There has been tons of new e liquid lines popping up over the last 2 year but im sure the stats are about 80% of the new lines fade away within a few months.

I know someone who owns a B&M vape shop and he has told me on a weekly basis he turns away around 5 people who bring in testers that want to start a new e liquid line.

At end of day most will fade away and only the good will stay and no harm in these people trying to make a quick buck but sadly most of them dont realise what a tight market the e liquid line is in and only stare at the numbers of how much "money they going to make" .

Reactions: Agree 4 | Thanks 1


----------



## Dela Rey Steyn (12/2/19)

Clouds4Days said:


> only stare at the numbers of how much "money they going to make"



Exactly! I see it happening something like this

*Buys premium e-liquid*
"Crap this is expensive!"
*reads up on DIY and visits website selling concentrates*
"What? I can mix a liter for under 500 bucks?!?!? - I too shall make this popped corn!" (Megamind Movie reference...)

And the fact is, nobody wants a bathtub juice, shit dude, this stuff is going into my lungs!!! If its not being made by a certified lab, i want nothing to do with it PERIOD!

They have no clue at the costs that Juice makers need to go through to put a proper product on the shelves.

I am all for DIY juice for yourself, or if you really want to friends and family, but even then I personally would not sell it to anybody.

People living in a fantasy world I tell you, but it seems to be a very sad comment on the current financial state of our Country.

Reactions: Agree 1


----------



## VapingSquid (12/2/19)

Most of the time you can straight up see it in the packaging. If there was no time to craft what it's wrapped in, then the same effort has probably gone into the juice. This isn't a given to every single juice, but I find it tends to run true.

Reactions: Like 1 | Agree 3


----------



## Paul33 (12/2/19)

Dela Rey Steyn said:


> Lol, now that i have your attention, did anybody else notice the insane boom in local e-liquids available? Seems like every Tom, **** or Sally that spent some time on DIY-or-Die (or insert similar forum/page.website here ) just goes all out balls to the wall and launches a juice company. anybody else agree that the market is getting flooded with sub-par crap? Granted a few gems have emerged, but really? Only so many dogs can feed from one bowl?
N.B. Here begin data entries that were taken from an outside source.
//! Bundled offline dataset, compiled into the binary.
//!
//! Used when the remote source is disabled or unreachable. Rows are in the
//! flat spreadsheet shape and carry no opening hours.

use super::adapter::{normalize_all, ExternalRecord};
use super::record::LocationRecord;

const BUNDLED_JSON: &str = include_str!("../../data/locations.json");

/// The bundled locations, normalized.
pub fn bundled() -> Vec<LocationRecord> {
    match serde_json::from_str::<Vec<ExternalRecord>>(BUNDLED_JSON) {
        Ok(raw) => normalize_all(raw),
        Err(e) => {
            tracing::error!(error = %e, "bundled dataset is malformed");
            Vec::new()
        }
    }
}

#[cfg(test)]
mod tests {
    use super::*;
    use std::collections::HashSet;

    #[test]
    fn test_bundled_parses() {
        let records = bundled();
        assert!(records.len() >= 5);
        for r in &records {
            assert!(!r.title.is_empty());
            assert!(!r.address.is_empty());
            assert!(r.hours.is_none());
            assert!((-90.0..=90.0).contains(&r.coordinates.latitude));
            assert!((-180.0..=180.0).contains(&r.coordinates.longitude));
        }
    }

    #[test]
    fn test_bundled_keys_unique() {
        let records = bundled();
        let keys: HashSet<_> = records.iter().map(|r| &r.key).collect();
        assert_eq!(keys.len(), records.len());
    }
}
I was chatting to a shop owner in Durbs the other day and he agreed with what you said about the absolute mountain of garbage that guys come in to offer him as premium juice. 

People are mad.

Reactions: Like 2 | Agree 3


----------



## G+3 (12/2/19)

SmokeyJoe said:


> With ridiculous prices to boot


I tried pushing the '''agree" button a million times on this one. Can't agree more. Every man and his dog is out to get rich so it seems

Reactions: Agree 5


----------



## CMMACKEM (12/2/19)

Dela Rey Steyn said:


> Lol, now that i have your attention, did anybody else notice the insane boom in local e-liquids available? Seems like every Tom, **** or Sally that spent some time on DIY-or-Die (or insert similar forum/page.website here ) just goes all out balls to the wall and launches a juice company. anybody else agree that the market is getting flooded with sub-par crap? Granted a few gems have emerged, but really? Only so many dogs can feed from one bowl?



But those dogs are breeding fast, need more bowls.

Jokes aside, I agree. There are only a handful of SA juice brands that are really good. Most are average and overrated.

Reactions: Agree 5


----------



## Juan_G (12/2/19)

CMMACKEM said:


> But those dogs are breeding fast, need more bowls.
> 
> Jokes aside, I agree. There are only a handful of SA juice brands that are really good. Most are average and overrated.


Which of the local brands can we trust? I've only purchased international brands, only because there is no fuss being made over the local juice.

Reactions: Like 1


----------



## Paul33 (12/2/19)

Juan_G said:


> Which of the local brands can we trust? I've only purchased international brands, only because there is no fuss being made over the local juice.


There are so many excellent local juice makers! They out the international juices to shame in a big bad way!!!

Reactions: Like 2 | Agree 3 | Winner 1


----------



## Juan_G (12/2/19)

Any SA brand names that you could recommend? Or can I assume if lets say Sir Vape sells it it will be good?

Reactions: Like 1


----------



## CMMACKEM (12/2/19)

Juan_G said:


> Any SA brand names that you could recommend? Or can I assume if lets say Sir Vape sells it it will be good?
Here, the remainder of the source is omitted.